Gijs AA Hubben1 email, Jasper M Bos1 email, Christa A Veltman-Starkenburg2 email, Simon Stegmeijer2 email, Henrik W Finnern3 email, Bregt S Kappelhoff4 email, Kit N Simpson5 email, Andrea Tramarin6 email and Maarten J Postma1,2 email

1University Center for Pharmacy, University of Groningen, The Netherlands

2University Medical Center Groningen (UMCG), The Netherlands

3Boehringer Ingelheim GmbH, Ingelheim, Germany

4Boehringer Ingelheim BV, Alkmaar, The Netherlands

5Pharmacy and Clinical Sciences, Medical University of South Carolina, Charleston, South Carolina, USA

6Agenzia Regionale Socio Sanitaria del Veneto, Venice, Italy

author email corresponding author email

Cost Effectiveness and Resource Allocation 2007, 5:15doi:10.1186/1478-7547-5-15

Published: 22 November 2007

Abstract

Background

This study compares the costs and effects of a regimen with ritonavir-boosted tipranavir (TPV/r) to a physician-selected genotypically-defined standard-of-care comparator protease inhibitor regimen boosted with ritonavir (CPI/r) in HIV infected patients that were previously exposed to antiretroviral therapy in the Netherlands.

Methods

We compared the projected lifetime costs and effects of two theoretical groups of 1000 patients, one receiving a standard of care regimen with TPV/r as a component and the other receiving a standard of care regimen with CPI/r.

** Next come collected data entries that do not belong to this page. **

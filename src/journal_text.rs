// Legacy text-blob journal format.
//
// Older clients saved journals as plain text. This adapter turns a blob into
// structured entries; the aggregator never sees text. Blocks are separated by
// blank lines, one `key: value` per line:
//
//   date: 2024-01-05
//   time: evening
//   emotions: angry, frustrated
//   intensity: 4
//   trigger: my brother took my toy
//   coping: counted to ten
//   improve: ask for help sooner
//
// date, time, emotions and intensity are required. Keys are case-insensitive.

use crate::calendar::DateKey;
use crate::error::ValidationError;
use crate::journal::TimeOfDay;
use crate::JournalEntry;

#[derive(Default)]
struct BlockFields {
    date: Option<DateKey>,
    time: Option<TimeOfDay>,
    emotions: Option<Vec<String>>,
    intensity: Option<u8>,
    trigger: String,
    coping: String,
    improve: String,
}

fn missing(field: &str, block: usize) -> ValidationError {
    ValidationError::MalformedPayload(format!("entry {}: missing {}", block, field))
}

/// Parse every block of `text` into validated entries for `child_id`
pub fn parse_journal_text(child_id: &str, text: &str) -> Result<Vec<JournalEntry>, ValidationError> {
    let mut entries = Vec::new();
    let mut current: Option<BlockFields> = None;

    for (line_no, raw) in text.lines().enumerate() {
        let line = raw.trim();
        if line.is_empty() {
            if let Some(fields) = current.take() {
                entries.push(finish_block(child_id, fields, entries.len() + 1)?);
            }
            continue;
        }

        let (key, value) = line.split_once(':').ok_or_else(|| {
            ValidationError::MalformedPayload(format!("line {}: expected 'key: value'", line_no + 1))
        })?;
        let fields = current.get_or_insert_with(BlockFields::default);
        let value = value.trim();

        match key.trim().to_lowercase().as_str() {
            "date" => fields.date = Some(DateKey::parse(value)?),
            "time" => fields.time = Some(TimeOfDay::parse(value)?),
            "emotions" => {
                fields.emotions = Some(
                    value
                        .split(',')
                        .map(|e| e.trim().to_string())
                        .filter(|e| !e.is_empty())
                        .collect(),
                )
            }
            "intensity" => {
                let intensity = value.parse::<u8>().map_err(|_| {
                    ValidationError::MalformedPayload(format!("line {}: intensity '{}' is not a number", line_no + 1, value))
                })?;
                fields.intensity = Some(intensity);
            }
            "trigger" => fields.trigger = value.to_string(),
            "coping" => fields.coping = value.to_string(),
            "improve" => fields.improve = value.to_string(),
            other => log::debug!("[JOURNAL] ignoring unknown key '{}' on line {}", other, line_no + 1),
        }
    }
    if let Some(fields) = current.take() {
        entries.push(finish_block(child_id, fields, entries.len() + 1)?);
    }

    Ok(entries)
}

fn finish_block(child_id: &str, fields: BlockFields, block: usize) -> Result<JournalEntry, ValidationError> {
    let entry = JournalEntry {
        id: 0,
        child_id: child_id.to_string(),
        occurred_on: fields.date.ok_or_else(|| missing("date", block))?,
        time_of_day: fields.time.ok_or_else(|| missing("time", block))?,
        emotions: fields.emotions.ok_or_else(|| missing("emotions", block))?,
        intensity: fields.intensity.ok_or_else(|| missing("intensity", block))?,
        trigger: fields.trigger,
        coping_description: fields.coping,
        improvement_note: fields.improve,
        // Blobs carry no creation time; identity falls back to the headline
        created_at_micros: None,
    };
    entry.validate()?;
    Ok(entry)
}
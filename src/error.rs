// Error taxonomy for the progression engine.
// Reducers flatten these to String at the SpacetimeDB boundary.

use thiserror::Error;

/// Input or state that was rejected before anything was mutated
#[derive(Error, Debug, Clone, PartialEq)]
pub enum ValidationError {
    #[error("unknown badge id: {0}")]
    UnknownBadge(String),

    #[error("duplicate badge id in catalogue: {0}")]
    DuplicateBadge(String),

    #[error("intensity {0} is outside 1..=5")]
    IntensityOutOfRange(u8),

    #[error("journal entry has no emotions")]
    EmptyEmotions,

    #[error("journal entry has a blank emotion label")]
    BlankEmotion,

    #[error("invalid calendar date {year:04}-{month:02}-{day:02}")]
    InvalidDate { year: i32, month: u8, day: u8 },

    #[error("invalid date range: {0}")]
    InvalidRange(String),

    #[error("malformed child state: {0}")]
    MalformedState(String),

    #[error("malformed payload: {0}")]
    MalformedPayload(String),

    #[error("invalid league policy: {0}")]
    InvalidPolicy(String),
}

#[derive(Error, Debug, Clone, PartialEq)]
pub enum EngineError {
    #[error("validation error: {0}")]
    Validation(#[from] ValidationError),

    #[error("child not found: {0}")]
    UnknownChild(String),

    #[error("child already exists: {0}")]
    ChildExists(String),

    /// Optimistic version check lost against another writer
    #[error("could not save progress for {child_id} after {attempts} attempts, please retry")]
    ConcurrencyConflict { child_id: String, attempts: u32 },

    #[error("storage error: {0}")]
    Storage(String),
}

impl EngineError {
    /// Validation and unknown-child failures are the caller's to fix; the rest are retryable
    pub fn is_retryable(&self) -> bool {
        matches!(self, EngineError::ConcurrencyConflict { .. } | EngineError::Storage(_))
    }
}

pub type Result<T> = std::result::Result<T, EngineError>;
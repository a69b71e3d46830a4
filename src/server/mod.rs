// HTTP surface for the relay.

pub mod handler;
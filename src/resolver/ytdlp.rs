// Extractor-backed resolver. Shells out to a yt-dlp compatible binary
// and maps its JSON dump onto the resolver contract.

use std::time::Duration;

use anyhow::{anyhow, Context, Result};
use async_trait::async_trait;
use serde::Deserialize;
use tokio::process::Command;
use tracing::{debug, warn};

use super::traits::{MediaFormat, MediaResolver, Resolution, TrackSummary};
use crate::config::ProxyConfig;

/// Cap on entries returned by the related-tracks query.
const RELATED_LIMIT: usize = 12;

/// Cap on entries returned by the artist query.
const ARTIST_LIMIT: usize = 50;

pub struct YtDlpResolver {
    binary: String,
    timeout: Duration,
}

/// Single catalog entry inside an extractor dump.
#[derive(Debug, Clone, Default, Deserialize)]
struct ExtractedEntry {
    id: Option<String>,
    title: Option<String>,
    uploader: Option<String>,
    artist: Option<String>,
    thumbnail: Option<String>,
    duration: Option<f64>,
    webpage_url: Option<String>,
    url: Option<String>,
    upload_date: Option<String>,
    like_count: Option<u64>,
    view_count: Option<u64>,
}

/// Top-level shape of `--dump-single-json` output. A plain reference
/// yields `formats`/`url`; a search or playlist reference yields
/// `entries`; some providers attach `related_videos`.
#[derive(Debug, Default, Deserialize)]
struct ExtractedInfo {
    url: Option<String>,
    #[serde(default)]
    formats: Vec<MediaFormat>,
    #[serde(default)]
    entries: Vec<ExtractedEntry>,
    #[serde(default)]
    related_videos: Vec<ExtractedEntry>,
}

impl YtDlpResolver {
    pub fn new(config: &ProxyConfig) -> Self {
        Self {
            binary: config.extractor_bin.clone(),
            timeout: config.fetch_timeout(),
        }
    }

    /// Run the extractor for `reference` and parse its JSON dump.
    async fn extract(&self, reference: &str) -> Result<ExtractedInfo> {
        debug!("extractor invoke ref={}", reference);

        let mut command = Command::new(&self.binary);
        command
            .arg("--dump-single-json")
            .arg("--skip-download")
            .arg("--no-warnings")
            .arg("--no-check-certificates")
            .arg("-f")
            .arg("bestaudio/best")
            .arg(reference)
            .kill_on_drop(true);

        let output = tokio::time::timeout(self.timeout, command.output())
            .await
            .map_err(|_| anyhow!("extractor timed out for {}", reference))?
            .with_context(|| format!("failed to launch extractor '{}'", self.binary))?;

        if !output.status.success() {
            let stderr = String::from_utf8_lossy(&output.stderr);
            warn!(
                "extractor failed ref={} status={} stderr={}",
                reference,
                output.status,
                stderr.trim()
            );
            return Err(anyhow!("extractor exited with {}", output.status));
        }

        serde_json::from_slice(&output.stdout)
            .with_context(|| format!("unparsable extractor output for {}", reference))
    }

    /// Expand a bare track id into a provider watch URL; full URLs pass through.
    fn watch_reference(reference: &str) -> String {
        if reference.starts_with("http://") || reference.starts_with("https://") {
            reference.to_string()
        } else {
            format!("https://www.youtube.com/watch?v={}", reference)
        }
    }
}

#[async_trait]
impl MediaResolver for YtDlpResolver {
    async fn resolve(&self, source_ref: &str) -> Result<Resolution> {
        let info = self.extract(source_ref).await?;
        Ok(Resolution {
            url: info.url,
            formats: info.formats,
        })
    }

    async fn search(&self, query: &str, limit: usize) -> Result<Vec<TrackSummary>> {
        let info = self.extract(&format!("ytsearch{}:{}", limit, query)).await?;
        Ok(info.entries.iter().map(entry_to_summary).collect())
    }

    async fn related(&self, reference: &str) -> Result<Vec<TrackSummary>> {
        let info = self.extract(&Self::watch_reference(reference)).await?;
        let entries = if info.related_videos.is_empty() {
            &info.entries
        } else {
            &info.related_videos
        };
        Ok(entries
            .iter()
            .take(RELATED_LIMIT)
            .map(entry_to_summary)
            .collect())
    }

    /// Artist lookup is a wider search, attributed to the queried name
    /// when the provider omits an uploader.
    async fn artist(&self, name: &str) -> Result<Vec<TrackSummary>> {
        let info = self.extract(&format!("ytsearch20:{}", name)).await?;
        Ok(info
            .entries
            .iter()
            .take(ARTIST_LIMIT)
            .map(|e| {
                let mut track = entry_to_summary(e);
                if track.artist.is_empty() {
                    track.artist = name.to_string();
                }
                track.release_date = e.upload_date.clone();
                track.likes = e.like_count;
                track.popularity = e.view_count;
                track
            })
            .collect())
    }
}

fn entry_to_summary(entry: &ExtractedEntry) -> TrackSummary {
    TrackSummary {
        id: entry.id.clone().or_else(|| entry.webpage_url.clone()),
        title: entry.title.clone(),
        artist: entry
            .uploader
            .clone()
            .or_else(|| entry.artist.clone())
            .unwrap_or_default(),
        thumbnail: entry.thumbnail.clone(),
        duration: entry.duration,
        src: entry.webpage_url.clone().or_else(|| entry.url.clone()),
        release_date: None,
        likes: None,
        popularity: None,
    }
}
use std::time::Duration;

use serde::Deserialize;

/// Seconds a resolved direct URL stays usable in the cache.
pub const DEFAULT_CACHE_TTL_SECS: u64 = 300;

/// Upper bound on the size of a single relayed body chunk (64 KiB).
pub const DEFAULT_CHUNK_SIZE: usize = 64 * 1024;

/// Seconds allowed for a resolver call or an upstream fetch to produce a response.
pub const DEFAULT_FETCH_TIMEOUT_SECS: u64 = 15;

/// Default listen port.
pub const DEFAULT_PORT: u16 = 5000;

/// Top-level configuration for the relay.
#[derive(Debug, Clone, Deserialize)]
pub struct ProxyConfig {
    /// Resolution cache TTL in seconds.
    pub ttl_secs: u64,
    /// Maximum bytes per relayed chunk.
    pub chunk_size: usize,
    /// Timeout in seconds for resolver calls and upstream fetches.
    pub fetch_timeout_secs: u64,
    /// Listen address.
    pub host: String,
    /// Listen port.
    pub port: u16,
    /// Extractor executable used to resolve direct media URLs.
    pub extractor_bin: String,
}

impl Default for ProxyConfig {
    fn default() -> Self {
        Self {
            ttl_secs: DEFAULT_CACHE_TTL_SECS,
            chunk_size: DEFAULT_CHUNK_SIZE,
            fetch_timeout_secs: DEFAULT_FETCH_TIMEOUT_SECS,
            host: "0.0.0.0".to_string(),
            port: DEFAULT_PORT,
            extractor_bin: "yt-dlp".to_string(),
        }
    }
}

impl ProxyConfig {
    /// Build a config from `TUNE_RELAY_*` environment variables,
    /// falling back to defaults for anything unset or unparsable.
    pub fn from_env() -> Self {
        let defaults = Self::default();
        Self {
            ttl_secs: env_parsed("TUNE_RELAY_CACHE_TTL", defaults.ttl_secs),
            chunk_size: env_parsed("TUNE_RELAY_CHUNK_SIZE", defaults.chunk_size),
            fetch_timeout_secs: env_parsed("TUNE_RELAY_FETCH_TIMEOUT", defaults.fetch_timeout_secs),
            host: env_string("TUNE_RELAY_HOST", defaults.host),
            port: env_parsed("TUNE_RELAY_PORT", defaults.port),
            extractor_bin: env_string("TUNE_RELAY_EXTRACTOR", defaults.extractor_bin),
        }
    }

    pub fn ttl(&self) -> Duration {
        Duration::from_secs(self.ttl_secs)
    }

    pub fn fetch_timeout(&self) -> Duration {
        Duration::from_secs(self.fetch_timeout_secs)
    }
}

fn env_parsed<T: std::str::FromStr>(key: &str, default: T) -> T {
    std::env::var(key)
        .ok()
        .and_then(|v| v.trim().parse().ok())
        .unwrap_or(default)
}

fn env_string(key: &str, default: String) -> String {
    match std::env::var(key) {
        Ok(v) if !v.trim().is_empty() => v.trim().to_string(),
        _ => default,
    }
}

A 3-stage Markov model was formulated to represent three different consecutive HAART regimens. The model uses 12 health states based on viral load and CD4+ count to simulate disease progression. The transition probabilities for the Markov model were derived from a United States cohort of treatment experienced HIV patients. Furthermore, the study design was based on 48-week data from the RESIST-2 clinical trial and local Dutch costing data. Cost and health effects were discounted at 4% and 1.5% respectively according to the Dutch guideline. The analysis was conducted from the Dutch healthcare perspective using 2006 unit cost prices.

Results

Our model projects an accumulated discounted cost to the Dutch healthcare system per patient receiving the TPV/r regimen of €167,200 compared to €145,400 for the CPI/r regimen. This results in an incremental cost of €21,800 per patient. The accumulated discounted effect is 7.43 life years or 6.31 quality adjusted life years (QALYs) per patient receiving TPV/r, compared to 6.91 life years or 5.80 QALYs per patient receiving CPI/r. This translates into an incremental effect of TPV/r over CPI/r of 0.52 life years gained (LYG) or 0.51 QALYs gained. The corresponding incremental cost effectiveness ratios (iCERs) are €41,600 per LYG and €42,500 per QALY.

Conclusion

We estimated the iCER for TPV/r compared to CPI/r at approximately €40,000 in treatment experienced HIV-1 infected patients in the Netherlands. This ratio may well be in range of what is acceptable and warrants reimbursement for new drug treatments in the Netherlands, in particular in therapeutic areas as end-stage oncology and HIV and other last-resort health-care interventions.